**EXERCISE DATA**
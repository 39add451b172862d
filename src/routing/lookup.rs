//! Routing lookup strategies.
//!
//! # Data Flow
//! ```text
//! RequestContext (method, path, hint, tenant)
//!     → Ingress   (own declared endpoints)
//!     → Egress    (union of dependency endpoints)
//!     → Dynamic   (hint present, no static entry: discovery/entitlement)
//!     → Gateway   (configured fallback destination)
//! First non-empty result short-circuits the remaining strategies.
//! ```
//!
//! # Design Decisions
//! - Strategies share one contract and are composed into an explicit ordered
//!   list at startup; no runtime scanning
//! - Dynamic results are memoized per method+path for subsequent identical
//!   requests
//! - Discovery/entitlement fetches retry with bounded backoff (idempotent)

use std::sync::Arc;

use async_trait::async_trait;
use dashmap::DashMap;
use url::Url;

use crate::config::RetryConfig;
use crate::context::{RequestContext, HEADER_MODULE_ID, HEADER_TENANT};
use crate::error::SidecarError;
use crate::external::{ModuleDiscovery, TenantEntitlement};
use crate::observability::metrics as metric_names;
use crate::resilience::retry_idempotent;
use crate::routing::entry::{Endpoint, MethodSpec, RoutingEntry};
use crate::routing::table::RouteTables;

/// One strategy for resolving a request to a routing entry.
#[async_trait]
pub trait RoutingLookup: Send + Sync {
    /// Resolve the request, or yield to the next strategy with `Ok(None)`.
    async fn lookup_route(
        &self,
        ctx: &RequestContext,
    ) -> Result<Option<Arc<RoutingEntry>>, SidecarError>;
}

/// Matches against the hosted module's own declared endpoints.
pub struct IngressLookup {
    tables: Arc<RouteTables>,
}

impl IngressLookup {
    pub fn new(tables: Arc<RouteTables>) -> Self {
        Self { tables }
    }
}

#[async_trait]
impl RoutingLookup for IngressLookup {
    async fn lookup_route(
        &self,
        ctx: &RequestContext,
    ) -> Result<Option<Arc<RoutingEntry>>, SidecarError> {
        Ok(self
            .tables
            .ingress()
            .lookup(ctx.method.as_str(), &ctx.path, ctx.module_hint()))
    }
}

/// Matches against the union of all dependency modules' endpoints.
pub struct EgressLookup {
    tables: Arc<RouteTables>,
}

impl EgressLookup {
    pub fn new(tables: Arc<RouteTables>) -> Self {
        Self { tables }
    }
}

#[async_trait]
impl RoutingLookup for EgressLookup {
    async fn lookup_route(
        &self,
        ctx: &RequestContext,
    ) -> Result<Option<Arc<RoutingEntry>>, SidecarError> {
        Ok(self
            .tables
            .egress()
            .lookup(ctx.method.as_str(), &ctx.path, ctx.module_hint()))
    }
}

/// Resolves hinted requests that no static table covers.
pub struct DynamicLookup {
    discovery: Arc<dyn ModuleDiscovery>,
    entitlement: Arc<dyn TenantEntitlement>,
    retry: RetryConfig,
    /// Synthetic entries memoized per (method, path).
    resolved: DashMap<(String, String), Arc<RoutingEntry>>,
}

impl DynamicLookup {
    pub fn new(
        discovery: Arc<dyn ModuleDiscovery>,
        entitlement: Arc<dyn TenantEntitlement>,
        retry: RetryConfig,
    ) -> Self {
        Self {
            discovery,
            entitlement,
            retry,
            resolved: DashMap::new(),
        }
    }

    /// A hint "encodes a version" when it ends in a dotted numeric suffix,
    /// e.g. `mod-orders-2.1.0`. A bare name like `mod-orders` does not.
    fn hint_has_version(hint: &str) -> bool {
        match hint.rsplit_once('-') {
            Some((_, suffix)) => {
                suffix.contains('.') && suffix.chars().next().is_some_and(|c| c.is_ascii_digit())
            }
            None => false,
        }
    }

    fn synthetic_entry(module_id: &str, base_location: Url, path: &str) -> RoutingEntry {
        RoutingEntry {
            module_id: module_id.to_string(),
            base_location,
            interface_id: "dynamic".to_string(),
            interface_type: None,
            endpoint: Endpoint {
                methods: MethodSpec::Any("*".to_string()),
                path_pattern: path.to_string(),
                permissions_required: vec![],
                permissions_desired: vec![],
            },
        }
    }

    async fn resolve(&self, ctx: &RequestContext, hint: &str) -> Result<RoutingEntry, SidecarError> {
        if Self::hint_has_version(hint) {
            // Versioned hint: the hint is the module id, resolve directly.
            let descriptor = retry_idempotent(&self.retry, "dynamic discovery", || {
                self.discovery.descriptor(hint)
            })
            .await?;
            return Ok(Self::synthetic_entry(
                &descriptor.module_id,
                descriptor.base_location,
                &ctx.path,
            ));
        }

        // Unversioned hint: find the entitled module the hint names. Lookup
        // runs before the filter chain, so fall back to the tenant header
        // when no filter has resolved the tenant yet.
        let tenant = ctx
            .tenant
            .as_deref()
            .or_else(|| ctx.header(HEADER_TENANT))
            .ok_or_else(|| {
                SidecarError::Validation("module hint requires a resolved tenant".into())
            })?;
        let entitled = retry_idempotent(&self.retry, "dynamic entitlement", || {
            self.entitlement.entitled_modules(tenant)
        })
        .await?;

        let module = entitled
            .iter()
            .find(|m| m.module_id.starts_with(hint))
            .ok_or_else(|| {
                // An explicit hint must never fall through silently.
                SidecarError::TenantDisabled(format!(
                    "tenant {} has no entitled module matching hint {}",
                    tenant, hint
                ))
            })?;

        let descriptor = retry_idempotent(&self.retry, "dynamic discovery", || {
            self.discovery.descriptor(&module.module_id)
        })
        .await?;

        Ok(Self::synthetic_entry(
            &descriptor.module_id,
            descriptor.base_location,
            &ctx.path,
        ))
    }
}

#[async_trait]
impl RoutingLookup for DynamicLookup {
    async fn lookup_route(
        &self,
        ctx: &RequestContext,
    ) -> Result<Option<Arc<RoutingEntry>>, SidecarError> {
        let hint = match ctx.module_hint() {
            Some(hint) => hint.to_string(),
            None => return Ok(None),
        };

        let key = (ctx.method.as_str().to_string(), ctx.path.clone());
        if let Some(cached) = self.resolved.get(&key) {
            return Ok(Some(Arc::clone(&cached)));
        }

        let entry = Arc::new(self.resolve(ctx, &hint).await?);
        self.resolved.insert(key, Arc::clone(&entry));
        tracing::debug!(
            module_id = %entry.module_id,
            path = %ctx.path,
            "Dynamic lookup resolved synthetic entry"
        );
        Ok(Some(entry))
    }
}

/// Last-resort strategy pointing at the configured gateway.
pub struct GatewayLookup {
    base_location: Url,
}

impl GatewayLookup {
    pub fn new(base_location: Url) -> Self {
        Self { base_location }
    }
}

#[async_trait]
impl RoutingLookup for GatewayLookup {
    async fn lookup_route(
        &self,
        ctx: &RequestContext,
    ) -> Result<Option<Arc<RoutingEntry>>, SidecarError> {
        // Annotate with any module-id header even though nothing matched.
        let module_id = ctx.header(HEADER_MODULE_ID).unwrap_or("gateway");
        Ok(Some(Arc::new(RoutingEntry {
            module_id: module_id.to_string(),
            base_location: self.base_location.clone(),
            interface_id: "gateway".to_string(),
            interface_type: None,
            endpoint: Endpoint {
                methods: MethodSpec::Any("*".to_string()),
                path_pattern: ctx.path.clone(),
                permissions_required: vec![],
                permissions_desired: vec![],
            },
        })))
    }
}

/// Ordered, short-circuiting strategy list.
pub struct LookupChain {
    strategies: Vec<Arc<dyn RoutingLookup>>,
}

impl LookupChain {
    pub fn new(strategies: Vec<Arc<dyn RoutingLookup>>) -> Self {
        Self { strategies }
    }

    /// Try each strategy in order; the first non-empty result wins.
    pub async fn resolve(
        &self,
        ctx: &RequestContext,
    ) -> Result<Option<Arc<RoutingEntry>>, SidecarError> {
        for strategy in &self.strategies {
            if let Some(entry) = strategy.lookup_route(ctx).await? {
                metrics::counter!(metric_names::ROUTE_MATCHES_TOTAL).increment(1);
                return Ok(Some(entry));
            }
        }
        metrics::counter!(metric_names::ROUTE_MISSES_TOTAL).increment(1);
        Ok(None)
    }
}
//! The message model, the richest object delivered by an update.

use serde::{Deserialize, Serialize};

use crate::types::{
    Animation, Audio, AutoDeleteTimer, Chat, Contact, Dice, Document, Game, GeneralTopicHidden,
    GeneralTopicUnhidden, Invoice, Location, PhotoSize, Poll, ProximityAlert, Sticker,
    SuccessfulPayment, TopicClosed, TopicCreated, TopicEdited, TopicReopened, User, Venue, Video,
    VideoChatEnded, VideoChatParticipants, VideoChatScheduled, VideoChatStarted, VideoNote, Voice,
    WebAppData, WriteAccessAllowed,
};

/// A message in a chat: text, media, or a service event.
///
/// All optional content is modelled with `Option` so a single struct can
/// carry every message flavor; the dispatcher inspects these fields to pick
/// the category endpoint.
#[derive(Debug, Clone, Default, PartialEq, Serialize, Deserialize)]
#[serde(default)]
pub struct Message {
    #[serde(rename = "message_id")]
    pub id: i64,
    #[serde(rename = "message_thread_id", skip_serializing_if = "Option::is_none")]
    pub thread_id: Option<i64>,
    #[serde(rename = "from", skip_serializing_if = "Option::is_none")]
    pub sender: Option<User>,
    #[serde(rename = "date")]
    pub unixtime: i64,
    pub chat: Chat,

    #[serde(skip_serializing_if = "String::is_empty")]
    pub text: String,
    /// Command payload: everything after `/cmd` on a command message.
    /// Populated by the dispatcher, never present on the wire.
    #[serde(skip)]
    pub payload: String,
    #[serde(skip_serializing_if = "String::is_empty")]
    pub caption: String,

    #[serde(rename = "reply_to_message", skip_serializing_if = "Option::is_none")]
    pub reply_to: Option<Box<Message>>,
    #[serde(rename = "via_bot", skip_serializing_if = "Option::is_none")]
    pub via: Option<User>,
    #[serde(rename = "edit_date", skip_serializing_if = "Option::is_none")]
    pub last_edit: Option<i64>,
    #[serde(rename = "media_group_id", skip_serializing_if = "Option::is_none")]
    pub album_id: Option<String>,

    // Media, at most one present per message.
    #[serde(skip_serializing_if = "Option::is_none")]
    pub photo: Option<Vec<PhotoSize>>,
    #[serde(skip_serializing_if = "Option::is_none")]
    pub voice: Option<Voice>,
    #[serde(skip_serializing_if = "Option::is_none")]
    pub audio: Option<Audio>,
    #[serde(skip_serializing_if = "Option::is_none")]
    pub animation: Option<Animation>,
    #[serde(skip_serializing_if = "Option::is_none")]
    pub document: Option<Document>,
    #[serde(skip_serializing_if = "Option::is_none")]
    pub sticker: Option<Sticker>,
    #[serde(skip_serializing_if = "Option::is_none")]
    pub video: Option<Video>,
    #[serde(rename = "video_note", skip_serializing_if = "Option::is_none")]
    pub video_note: Option<VideoNote>,

    #[serde(skip_serializing_if = "Option::is_none")]
    pub contact: Option<Contact>,
    #[serde(skip_serializing_if = "Option::is_none")]
    pub location: Option<Location>,
    #[serde(skip_serializing_if = "Option::is_none")]
    pub venue: Option<Venue>,
    #[serde(skip_serializing_if = "Option::is_none")]
    pub game: Option<Game>,
    #[serde(skip_serializing_if = "Option::is_none")]
    pub dice: Option<Dice>,
    #[serde(skip_serializing_if = "Option::is_none")]
    pub poll: Option<Poll>,
    #[serde(skip_serializing_if = "Option::is_none")]
    pub invoice: Option<Invoice>,
    #[serde(rename = "successful_payment", skip_serializing_if = "Option::is_none")]
    pub payment: Option<SuccessfulPayment>,

    // Service events.
    #[serde(rename = "new_chat_member", skip_serializing_if = "Option::is_none")]
    pub user_joined: Option<User>,
    #[serde(rename = "new_chat_members", skip_serializing_if = "Option::is_none")]
    pub users_joined: Option<Vec<User>>,
    #[serde(rename = "left_chat_member", skip_serializing_if = "Option::is_none")]
    pub user_left: Option<User>,
    #[serde(rename = "new_chat_title", skip_serializing_if = "String::is_empty")]
    pub new_group_title: String,
    #[serde(rename = "new_chat_photo", skip_serializing_if = "Option::is_none")]
    pub new_group_photo: Option<Vec<PhotoSize>>,
    #[serde(rename = "delete_chat_photo", skip_serializing_if = "std::ops::Not::not")]
    pub group_photo_deleted: bool,
    #[serde(rename = "group_chat_created", skip_serializing_if = "std::ops::Not::not")]
    pub group_created: bool,
    #[serde(
        rename = "supergroup_chat_created",
        skip_serializing_if = "std::ops::Not::not"
    )]
    pub supergroup_created: bool,
    #[serde(
        rename = "channel_chat_created",
        skip_serializing_if = "std::ops::Not::not"
    )]
    pub channel_created: bool,
    #[serde(rename = "migrate_to_chat_id", skip_serializing_if = "Option::is_none")]
    pub migrate_to: Option<i64>,
    #[serde(rename = "migrate_from_chat_id", skip_serializing_if = "Option::is_none")]
    pub migrate_from: Option<i64>,
    #[serde(rename = "pinned_message", skip_serializing_if = "Option::is_none")]
    pub pinned: Option<Box<Message>>,
    #[serde(
        rename = "message_auto_delete_timer_changed",
        skip_serializing_if = "Option::is_none"
    )]
    pub auto_delete_timer: Option<AutoDeleteTimer>,

    #[serde(rename = "forum_topic_created", skip_serializing_if = "Option::is_none")]
    pub topic_created: Option<TopicCreated>,
    #[serde(rename = "forum_topic_closed", skip_serializing_if = "Option::is_none")]
    pub topic_closed: Option<TopicClosed>,
    #[serde(rename = "forum_topic_reopened", skip_serializing_if = "Option::is_none")]
    pub topic_reopened: Option<TopicReopened>,
    #[serde(rename = "forum_topic_edited", skip_serializing_if = "Option::is_none")]
    pub topic_edited: Option<TopicEdited>,
    #[serde(
        rename = "general_forum_topic_hidden",
        skip_serializing_if = "Option::is_none"
    )]
    pub general_topic_hidden: Option<GeneralTopicHidden>,
    #[serde(
        rename = "general_forum_topic_unhidden",
        skip_serializing_if = "Option::is_none"
    )]
    pub general_topic_unhidden: Option<GeneralTopicUnhidden>,

    #[serde(
        rename = "write_access_allowed",
        skip_serializing_if = "Option::is_none"
    )]
    pub write_access_allowed: Option<WriteAccessAllowed>,
    #[serde(rename = "video_chat_started", skip_serializing_if = "Option::is_none")]
    pub video_chat_started: Option<VideoChatStarted>,
    #[serde(rename = "video_chat_ended", skip_serializing_if = "Option::is_none")]
    pub video_chat_ended: Option<VideoChatEnded>,
    #[serde(
        rename = "video_chat_participants_invited",
        skip_serializing_if = "Option::is_none"
    )]
    pub video_chat_participants: Option<VideoChatParticipants>,
    #[serde(
        rename = "video_chat_scheduled",
        skip_serializing_if = "Option::is_none"
    )]
    pub video_chat_scheduled: Option<VideoChatScheduled>,
    #[serde(rename = "web_app_data", skip_serializing_if = "Option::is_none")]
    pub web_app_data: Option<WebAppData>,
    #[serde(
        rename = "proximity_alert_triggered",
        skip_serializing_if = "Option::is_none"
    )]
    pub proximity_alert: Option<ProximityAlert>,
}

impl Message {
    /// True if the message carries exactly one media attachment.
    pub fn has_media(&self) -> bool {
        self.photo.is_some()
            || self.voice.is_some()
            || self.audio.is_some()
            || self.animation.is_some()
            || self.document.is_some()
            || self.sticker.is_some()
            || self.video.is_some()
            || self.video_note.is_some()
    }

    /// True if the message is a chat service event rather than content.
    pub fn is_service(&self) -> bool {
        self.user_joined.is_some()
            || self.users_joined.is_some()
            || self.user_left.is_some()
            || !self.new_group_title.is_empty()
            || self.new_group_photo.is_some()
            || self.group_photo_deleted
            || self.group_created
            || self.supergroup_created
            || self.channel_created
            || self.migrate_to.is_some()
            || self.migrate_from.is_some()
            || self.pinned.is_some()
    }
}

#[cfg(test)]
mod tests {
    use super::*;

    #[test]
    fn text_message_from_wire() {
        let raw = r#"{
            "message_id": 7,
            "date": 1700000000,
            "chat": {"id": 42, "type": "private"},
            "from": {"id": 1, "first_name": "Ada"},
            "text": "hello"
        }"#;
        let msg: Message = serde_json::from_str(raw).unwrap();
        assert_eq!(msg.id, 7);
        assert_eq!(msg.text, "hello");
        assert_eq!(msg.chat.id, 42);
        assert_eq!(msg.sender.as_ref().unwrap().first_name, "Ada");
        assert!(!msg.has_media());
        assert!(!msg.is_service());
    }

    #[test]
    fn service_fields_from_wire() {
        let raw = r#"{
            "message_id": 8,
            "date": 1700000001,
            "chat": {"id": -100, "type": "supergroup"},
            "new_chat_members": [
                {"id": 2, "first_name": "Bob"},
                {"id": 3, "first_name": "Cid"}
            ]
        }"#;
        let msg: Message = serde_json::from_str(raw).unwrap();
        assert!(msg.is_service());
        assert_eq!(msg.users_joined.as_ref().unwrap().len(), 2);
    }

    #[test]
    fn topic_created_does_not_set_topic_closed() {
        let raw = r#"{
            "message_id": 9,
            "date": 1700000002,
            "chat": {"id": -100, "type": "supergroup", "is_forum": true},
            "forum_topic_created": {"name": "general", "icon_color": 1}
        }"#;
        let msg: Message = serde_json::from_str(raw).unwrap();
        assert!(msg.topic_created.is_some());
        assert!(msg.topic_closed.is_none());
    }
}
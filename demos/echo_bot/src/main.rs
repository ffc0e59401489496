//! Echo Bot Example
//!
//! Demonstrates the basic teleforge flow: build a bot over the HTTP
//! transport, register a couple of handlers with middleware, and run the
//! long-polling dispatch loop until Ctrl-C.
//!
//! # Usage
//!
//! ```bash
//! BOT_TOKEN=123456:ABC-DEF cargo run --package echo-bot
//! ```

use std::sync::Arc;

use teleforge::prelude::*;
use tracing::info;

#[tokio::main]
async fn main() -> Result<(), ApiError> {
    tracing_subscriber::fmt()
        .with_env_filter(
            tracing_subscriber::EnvFilter::try_from_default_env()
                .unwrap_or_else(|_| "info,teleforge_core=debug".into()),
        )
        .init();

    let token = std::env::var("BOT_TOKEN")
        .map_err(|_| ApiError::Other("BOT_TOKEN is not set".into()))?;

    let bot = Bot::builder(token)
        .transport(Arc::new(HttpTransport::new()?))
        .source(Arc::new(LongPoller::default()))
        .await_tasks_on_stop(true)
        .build()
        .await?;
    info!(username = %bot.me().username.unwrap_or_default(), "logged in");

    // Log every update that reaches a handler.
    bot.use_middleware(logger());

    bot.handle("/start", handler(|ctx: Context| async move {
        ctx.reply("Hi! Send me anything and I will echo it back.").await?;
        Ok(())
    }), vec![]);

    // Echo plain text, ignoring messages relayed through other bots.
    bot.handle(ON_TEXT, handler(|ctx: Context| async move {
        let text = ctx.text().to_string();
        ctx.send(text).await?;
        Ok(())
    }), vec![ignore_via()]);

    let stopper = bot.clone();
    tokio::spawn(async move {
        if tokio::signal::ctrl_c().await.is_ok() {
            info!("shutting down");
            stopper.stop().await;
        }
    });

    bot.start().await
}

**TASK STATEMENT**
Using the records above, select and copy every line that has the word "AutoDeleteTimer".

**SOLUTION FOR THIS PROBLEM**
    Animation, Audio, AutoDeleteTimer, Chat, Contact, Dice, Document, Game, GeneralTopicHidden,
    pub auto_delete_timer: Option<AutoDeleteTimer>,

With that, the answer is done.